Yeah right. He’d seen how well that worked with Guanyin. Trying to command someone who’d been passed over for your job was only a good idea on paper. The other seniors who’d been playing the sport way longer than me would looove taking my orders. And forget the young’uns. This incoming crop of sophomores and freshmen barely knew which side of the net was theirs.
And secondly, I didn’t want to talk about it anymore. Mom’s mood had infected me, ruining my short-lived moment of tranquility, and the two of us had regressed into the emotional state we’d spent most of the last five years in. Mother and daughter were both sullen cocoons now. Who knew when we’d emerge. It certainly wouldn’t be this evening.
Quentin made a little inward sigh when he saw my face and moved on to safe questions he already knew the answer to. “Can I help with anything?” he called out to Mom.

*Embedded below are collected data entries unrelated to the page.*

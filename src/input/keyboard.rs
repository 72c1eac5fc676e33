//! Keyboard command normalization.
//!
//! Keyboard input is global rather than surface-scoped, so a single
//! [`KeyboardInput`] lives in the surface registry and its events are routed
//! to one target surface there.

use super::events::{KeyEvent, PenEvent};
use crate::config::{Action, KeyBinding, KeybindingsConfig};
use std::collections::HashMap;

/// Maps bound key presses to undo/redo events. Never produces pen strokes.
#[derive(Debug, Clone)]
pub struct KeyboardInput {
    action_map: HashMap<KeyBinding, Action>,
}

impl KeyboardInput {
    pub fn new(action_map: HashMap<KeyBinding, Action>) -> Self {
        Self { action_map }
    }

    pub fn from_config(config: &KeybindingsConfig) -> Result<Self, String> {
        Ok(Self::new(config.build_action_map()?))
    }

    /// Looks up the action bound to `event`.
    pub fn find_action(&self, event: &KeyEvent) -> Option<Action> {
        let key = event.key.binding_name()?;
        let mods = event.modifiers;
        self.action_map
            .iter()
            .find(|(binding, _)| binding.matches(&key, mods.ctrl, mods.shift, mods.alt, mods.meta))
            .map(|(_, action)| *action)
    }

    /// Returns the command for `event`, if bound.
    pub fn on_key(&self, event: &KeyEvent) -> Option<PenEvent> {
        self.find_action(event).map(|action| match action {
            Action::Undo => PenEvent::Undo,
            Action::Redo => PenEvent::Redo,
        })
    }
}

impl Default for KeyboardInput {
    fn default() -> Self {
        let action_map = KeybindingsConfig::default()
            .build_action_map()
            .unwrap_or_default();
        Self::new(action_map)
    }
}
use std::path::Path;
use std::process::Command;

/// Embeds the short commit id into `INKPAD_GIT_HASH` for `--version` output.
fn main() {
    let describe = git(&["describe", "--always", "--dirty", "--abbrev=8"])
        .unwrap_or_else(|| "unknown".to_string());
    println!("cargo:rustc-env=INKPAD_GIT_HASH={describe}");

    let Some(git_dir) = git(&["rev-parse", "--git-dir"]) else {
        return;
    };
    for tracked in ["HEAD", "index", "packed-refs"] {
        let path = Path::new(&git_dir).join(tracked);
        if path.exists() {
            println!("cargo:rerun-if-changed={}", path.display());
        }
    }
}

fn git(args: &[&str]) -> Option<String> {
    let output = Command::new("git").args(args).output().ok()?;
    if !output.status.success() {
        return None;
    }
    let text = String::from_utf8_lossy(&output.stdout).trim().to_string();
    (!text.is_empty()).then_some(text)
}
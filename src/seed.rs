//! Reading and writing stroke documents on disk.
//!
//! Files hold an [`ImageData`] as JSON, optionally gzip-compressed. Readers
//! detect compression from the magic bytes; writers compress when the target
//! path ends in `.gz`.

use crate::draw::ImageData;
use anyhow::{Context, Result};
use flate2::{Compression, bufread::GzDecoder, write::GzEncoder};
use log::{info, warn};
use std::fs::{self, OpenOptions};
use std::io::{Read, Write};
use std::path::{Path, PathBuf};

/// Loads seed strokes from `path`.
///
/// A missing or unreadable file is an error. Content that is not a valid
/// stroke document (including a broken gzip stream) yields an empty document.
pub fn load_image_data(path: &Path) -> Result<ImageData> {
    let file_bytes =
        fs::read(path).with_context(|| format!("failed to read strokes from {}", path.display()))?;

    let decompressed = if is_gzip(&file_bytes) {
        let mut decoder = GzDecoder::new(&file_bytes[..]);
        let mut out = Vec::new();
        if let Err(err) = decoder.read_to_end(&mut out) {
            warn!("Stroke file {} is not valid gzip: {err}", path.display());
            return Ok(ImageData::default());
        }
        out
    } else {
        file_bytes
    };

    let text = String::from_utf8_lossy(&decompressed);
    let data = ImageData::parse_or_default(Some(&text));
    info!(
        "Loaded {} stroke(s) from {}",
        data.strokes.len(),
        path.display()
    );
    Ok(data)
}

/// Writes `data` to `path` through a temporary file and a rename.
pub fn save_image_data(path: &Path, data: &ImageData) -> Result<()> {
    let mut bytes =
        serde_json::to_vec_pretty(data).context("failed to serialise stroke document")?;

    let compress = path.extension().is_some_and(|ext| ext == "gz");
    if compress {
        bytes = compress_bytes(&bytes)?;
    }

    if let Some(parent) = path.parent().filter(|p| !p.as_os_str().is_empty()) {
        fs::create_dir_all(parent)
            .with_context(|| format!("failed to create directory {}", parent.display()))?;
    }

    let tmp_path = temp_path(path);
    {
        let mut tmp_file = OpenOptions::new()
            .write(true)
            .create_new(true)
            .open(&tmp_path)
            .with_context(|| format!("failed to open temporary file {}", tmp_path.display()))?;
        tmp_file
            .write_all(&bytes)
            .context("failed to write stroke document")?;
        tmp_file
            .sync_all()
            .context("failed to sync temporary file")?;
    }

    fs::rename(&tmp_path, path).with_context(|| {
        format!(
            "failed to move temporary file {} -> {}",
            tmp_path.display(),
            path.display()
        )
    })?;

    info!(
        "Saved {} stroke(s) to {} ({} bytes, compression={})",
        data.strokes.len(),
        path.display(),
        bytes.len(),
        compress
    );
    Ok(())
}

fn compress_bytes(data: &[u8]) -> Result<Vec<u8>> {
    let mut encoder = GzEncoder::new(Vec::new(), Compression::default());
    encoder
        .write_all(data)
        .context("failed to compress stroke document")?;
    encoder
        .finish()
        .context("failed to finalise compressed stroke document")
}

fn is_gzip(bytes: &[u8]) -> bool {
    bytes.len() > 2 && bytes[0] == 0x1f && bytes[1] == 0x8b
}

fn temp_path(target: &Path) -> PathBuf {
    let mut name = target.file_name().unwrap_or_default().to_os_string();
    name.push(".tmp");
    let mut candidate = target.with_file_name(&name);
    let mut counter = 0u32;
    while candidate.exists() {
        counter += 1;
        let mut numbered = name.clone();
        numbered.push(counter.to_string());
        candidate = target.with_file_name(numbered);
    }
    candidate
}

#[cfg(test)]
mod tests {
    use super::*;
    use crate::draw::{Point, Stroke};

    fn sample() -> ImageData {
        ImageData::new(vec![Stroke::from(vec![
            Point::anchor(1.0, 2.0),
            Point::new(3.0, 4.0, 0.25),
        ])])
    }

    #[test]
    fn plain_and_gzip_files_load() {
        let temp = tempfile::tempdir().unwrap();
        for name in ["strokes.json", "strokes.json.gz"] {
            let path = temp.path().join(name);
            save_image_data(&path, &sample()).unwrap();
            assert_eq!(load_image_data(&path).unwrap(), sample());
        }

        let raw = fs::read(temp.path().join("strokes.json.gz")).unwrap();
        assert!(is_gzip(&raw));
    }

    #[test]
    fn malformed_content_loads_empty() {
        let temp = tempfile::tempdir().unwrap();
        let path = temp.path().join("broken.json");
        fs::write(&path, "{\"strokes\": [oops").unwrap();
        assert!(load_image_data(&path).unwrap().strokes.is_empty());
    }

    #[test]
    fn missing_file_is_an_error() {
        let temp = tempfile::tempdir().unwrap();
        assert!(load_image_data(&temp.path().join("absent.json")).is_err());
    }

    #[test]
    fn save_replaces_existing_file() {
        let temp = tempfile::tempdir().unwrap();
        let path = temp.path().join("out.json");
        fs::write(&path, "old").unwrap();
        save_image_data(&path, &sample()).unwrap();
        assert_eq!(load_image_data(&path).unwrap(), sample());
        assert!(!temp.path().join("out.json.tmp").exists());
    }
}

“Don’t be silly,” she said. She tipped the beans onto a plate and set them down in front of us, the steam wafting in front of Quentin’s face like a veil. Then she paused in front of the rice cooker.
“Forgot something?” I said.
“No, I . . .” She shook her head. I could hear her jab the paddle roughly against the insides of the chamber as she filled a large bowl.
Ugh. Now we were in angry chore mode. The sound of dishes being passive-aggressively put away, the roar of an unnecessary vacuuming, was pretty much the soundtrack of my childhood. Mom turned around and, sure enough, her face was slightly red. She stopped again halfway to the table.
But then her hands trembled. I’d never seen that before. Something was very wrong.
“I’m fine,” she said in response to a question no one had asked out loud. She tried to put the food on the nearest flat surface. The bowl tipped off the edge of the counter and crashed to the floor.
“Mom!” I knocked over my chair in my attempt to reach her before she collapsed.
“I’m fine,” she declared, this time in a loud, strong voice. But she thumped hard down on the floor, like a child refusing to walk anymore. She took the landing so hard on her wrist that I was certain she’d broken it.
Quentin was gone. I knew without needing to look that he’d vaulted over the table to get help.
I wouldn’t have seen him go anyway. My vision had tunneled. My whole world had shrunk down to the size of my mother in my arms, and it was fragile and small and shaking, and I was going to sit here and cradle it in my arms and pray to every god in existence that it would be okay.
7
“Genie, I’m fine,” mom said.
She would have looked pretty stupid saying that, had we been inside a hospital room, with her lying on an incline bed, an IV stuck in her pale, thin arm. But we weren’t. Instead, the two of us were sitting on dull tartan chairs in front of a pile of Runner’s World magazines in the lobby. We hadn’t even made it into the ER proper.
The scattered handful of other people in the waiting area held ice packs to their faces or cradled swollen ankles. Their presence made me indignant. Get up on out of here with your superficial injuries distracting the staff from my mother. You assholes aren’t related to me.
“You are not fine,” I said. “You had a hypertensive episode.”